Carlos considerou que era realmente melhor não acordar o irmão; deixou-o dormir, e passou à sala, que era ao mesmo tempo de visitas, de trabalho e de jantar. Apesar da sua pobreza, o aposento tinha um ar alegre; os móveis, antigos e já sem verniz, estavam cuidadosamente espanados: o lampião de metal reluzia, de tão bem areado; na janela, dentro de uma pequena gaiola, cantava um curió.

O almoço era farto: feijão, carne de sol assada, bananas; mas Carlos comia maquinalmente, preocupado com a doença do irmão, e com as dificuldades com que ainda tinha de lutar até chegar à capital da Baía, — dificuldades que maiores lhe pareciam agora, na ausência do providente Juvêncio.

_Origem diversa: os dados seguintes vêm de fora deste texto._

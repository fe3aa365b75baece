use sea_orm_migration::prelude::*;

#[derive(DeriveMigrationName)]
pub struct Migration;

#[async_trait::async_trait]
impl MigrationTrait for Migration {
    async fn up(&self, manager: &SchemaManager) -> Result<(), DbErr> {
        manager
            .create_table(
                Table::create()
                    .table(ExchangeRateSnapshots::Table)
                    .if_not_exists()
                    .col(
                        ColumnDef::new(ExchangeRateSnapshots::Id)
                            .integer()
                            .not_null()
                            .auto_increment()
                            .primary_key(),
                    )
                    .col(ColumnDef::new(ExchangeRateSnapshots::OrderId).integer().null())
                    .col(
                        ColumnDef::new(ExchangeRateSnapshots::PaymentId)
                            .integer()
                            .null(),
                    )
                    .col(
                        ColumnDef::new(ExchangeRateSnapshots::UsdToVes)
                            .decimal_len(18, 6)
                            .not_null(),
                    )
                    .col(
                        ColumnDef::new(ExchangeRateSnapshots::AmountUsd)
                            .decimal_len(15, 2)
                            .not_null(),
                    )
                    .col(
                        ColumnDef::new(ExchangeRateSnapshots::AmountVes)
                            .decimal_len(18, 2)
                            .not_null(),
                    )
                    .col(
                        ColumnDef::new(ExchangeRateSnapshots::SnapshotTimestamp)
                            .timestamp_with_time_zone()
                            .not_null(),
                    )
                    .to_owned(),
            )
            .await?;

        // One snapshot per order / per payment, enforced at the schema level
        manager
            .create_index(
                Index::create()
                    .name("idx_snapshots_order_unique")
                    .table(ExchangeRateSnapshots::Table)
                    .col(ExchangeRateSnapshots::OrderId)
                    .unique()
                    .to_owned(),
            )
            .await?;

        manager
            .create_index(
                Index::create()
                    .name("idx_snapshots_payment_unique")
                    .table(ExchangeRateSnapshots::Table)
                    .col(ExchangeRateSnapshots::PaymentId)
                    .unique()
                    .to_owned(),
            )
            .await
    }

    async fn down(&self, manager: &SchemaManager) -> Result<(), DbErr> {
        manager
            .drop_table(
                Table::drop()
                    .table(ExchangeRateSnapshots::Table)
                    .to_owned(),
            )
            .await
    }
}

#[derive(Iden)]
enum ExchangeRateSnapshots {
    Table,
    Id,
    OrderId,
    PaymentId,
    UsdToVes,
    AmountUsd,
    AmountVes,
    SnapshotTimestamp,
}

Ia em meio o almoço, quando se ouviu a voz de Alfredo, que despertara. Carlos correu ao quarto, e teve a satisfação de ver que o doente estava sem dúvida, muito melhor.

— Então? Como te sentes?

— Muito bem! — respondeu o pequeno. — Já quase não sinto dor no pé.

— Queres almoçar?

— Quero, sim, que tenho bastante fome.

— Não te levantes. Vou buscar o teu almoço.

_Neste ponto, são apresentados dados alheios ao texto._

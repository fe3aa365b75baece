//! Handler-level validation behavior, driven through the router with
//! `tower::ServiceExt::oneshot`. These paths reject the request before any
//! database work, so the state carries a disconnected handle and an empty
//! source chain.

use axum::{
    body::Body,
    http::{Request, StatusCode},
    routing::{patch, post},
    Router,
};
use sea_orm::DatabaseConnection;
use serde_json::{json, Value};
use std::sync::Arc;
use tower::ServiceExt;

use pagos_backend::handlers::{pago_movil, rate};
use pagos_backend::services::alert_engine::AlertEngine;
use pagos_backend::services::pago_movil::PagoMovilService;
use pagos_backend::services::rate_service::RateService;
use pagos_backend::services::rate_store::RateStore;
use pagos_backend::services::snapshot_service::SnapshotService;
use pagos_backend::sources::SourceChain;
use pagos_backend::AppState;

fn test_state() -> AppState {
    let db = Arc::new(DatabaseConnection::default());
    let store = RateStore::new(db.clone());
    let alerts = AlertEngine::new(db.clone());
    let rates = RateService::new(store, alerts.clone(), Arc::new(SourceChain::new(vec![])));
    let snapshots = SnapshotService::new(db.clone(), rates.clone());
    let pago_movil_service = PagoMovilService::new(db.clone(), rates.clone());

    AppState {
        db,
        rates,
        alerts,
        snapshots,
        pago_movil: pago_movil_service,
    }
}

fn test_router() -> Router {
    Router::new()
        .route("/api/exchange-rate/convert", post(rate::convert_currency))
        .route("/api/exchange-rate/set-manual", post(rate::set_manual_rate))
        .route("/api/exchange-rate/snapshot", post(rate::pin_snapshot))
        .route("/api/pagomovil/verify", post(pago_movil::create_verification))
        .route(
            "/api/pagomovil/{id}/status",
            patch(pago_movil::update_verification_status),
        )
        .with_state(test_state())
}

async fn send_json(
    router: Router,
    method: &str,
    uri: &str,
    body: Value,
) -> (StatusCode, Value) {
    let response = router
        .oneshot(
            Request::builder()
                .method(method)
                .uri(uri)
                .header("content-type", "application/json")
                .body(Body::from(body.to_string()))
                .unwrap(),
        )
        .await
        .unwrap();

    let status = response.status();
    let bytes = axum::body::to_bytes(response.into_body(), usize::MAX)
        .await
        .unwrap();
    let json = serde_json::from_slice(&bytes).unwrap_or(Value::Null);
    (status, json)
}

#[tokio::test]
async fn convert_rejects_same_currency_pair() {
    let (status, body) = send_json(
        test_router(),
        "POST",
        "/api/exchange-rate/convert",
        json!({"amount": "100", "from_currency": "USD", "to_currency": "USD", "rate": "36.5"}),
    )
    .await;

    assert_eq!(status, StatusCode::BAD_REQUEST);
    assert!(body["error"].as_str().unwrap().contains("must differ"));
}

#[tokio::test]
async fn convert_with_explicit_rate_skips_the_rate_pipeline() {
    let (status, body) = send_json(
        test_router(),
        "POST",
        "/api/exchange-rate/convert",
        json!({"amount": "10", "from_currency": "USD", "to_currency": "VES", "rate": "36.5"}),
    )
    .await;

    assert_eq!(status, StatusCode::OK);
    let converted: rust_decimal::Decimal =
        body["converted_amount"].as_str().unwrap().parse().unwrap();
    assert_eq!(converted, rust_decimal::Decimal::from(365));
    assert_eq!(body["rate_source"].as_str().unwrap(), "custom");
}

#[tokio::test]
async fn manual_rate_below_floor_is_rejected_before_any_commit() {
    let (status, body) = send_json(
        test_router(),
        "POST",
        "/api/exchange-rate/set-manual",
        json!({"rate": "0.5"}),
    )
    .await;

    assert_eq!(status, StatusCode::BAD_REQUEST);
    assert!(body["error"].as_str().unwrap().contains("sanity floor"));
}

#[tokio::test]
async fn snapshot_requires_exactly_one_target() {
    let (status, _) = send_json(
        test_router(),
        "POST",
        "/api/exchange-rate/snapshot",
        json!({"order_id": 1, "payment_id": 2, "amount_usd": "10"}),
    )
    .await;
    assert_eq!(status, StatusCode::BAD_REQUEST);

    let (status, _) = send_json(
        test_router(),
        "POST",
        "/api/exchange-rate/snapshot",
        json!({"amount_usd": "10"}),
    )
    .await;
    assert_eq!(status, StatusCode::BAD_REQUEST);
}

#[tokio::test]
async fn verify_rejects_malformed_sender_id_and_phone() {
    let (status, body) = send_json(
        test_router(),
        "POST",
        "/api/pagomovil/verify",
        json!({
            "user_id": 1,
            "sender_id": "X-12345678",
            "sender_phone": "04141234567",
            "bank_code": "0102",
            "recipient": "Tienda C.A.",
            "amount_ves": "1000"
        }),
    )
    .await;
    assert_eq!(status, StatusCode::BAD_REQUEST);
    assert!(body["error"].as_str().unwrap().contains("Sender ID"));

    let (status, body) = send_json(
        test_router(),
        "POST",
        "/api/pagomovil/verify",
        json!({
            "user_id": 1,
            "sender_id": "V-12345678",
            "sender_phone": "123",
            "bank_code": "0102",
            "recipient": "Tienda C.A.",
            "amount_ves": "1000"
        }),
    )
    .await;
    assert_eq!(status, StatusCode::BAD_REQUEST);
    assert!(body["error"].as_str().unwrap().contains("10-11 digits"));
}

#[tokio::test]
async fn status_update_only_accepts_terminal_targets() {
    let (status, body) = send_json(
        test_router(),
        "PATCH",
        "/api/pagomovil/7/status",
        json!({"status": "pending"}),
    )
    .await;

    assert_eq!(status, StatusCode::BAD_REQUEST);
    assert!(body["error"]
        .as_str()
        .unwrap()
        .contains("'approved' or 'rejected'"));
}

A dona da casa arranjou à pressa um almoço leve para o enfermo, — um pirão de farinha, um ovo frito, — e disse à filha, Maria das Dores, que a fosse levar ao quarto.

Alfredo já vira, na véspera, a rapariga, à beira do rio. Mas, olhando-a entre tantas outras, não reparara bem nas suas feições. Agora, vendo-a entrar com o almoço, achou-a encantadora.

Maria das Dores era uma mocetona morena, quase cabocla, mas muito corada e de traços regulares. Tinha olhos negros, lábios finos mostrando uma fileira de dentes alvos e iguais, rosto redondo, testa estreita, cabelos muito lisos e pretos, atados no alto da cabeça. Tinha um ar de candura e de meiguice, e, ao mesmo tempo, de simples e ingênua franqueza.

Entrou, deu o almoço ao pequeno, e começou a conversar com ele, que logo se sentiu atraído pela sua bondade.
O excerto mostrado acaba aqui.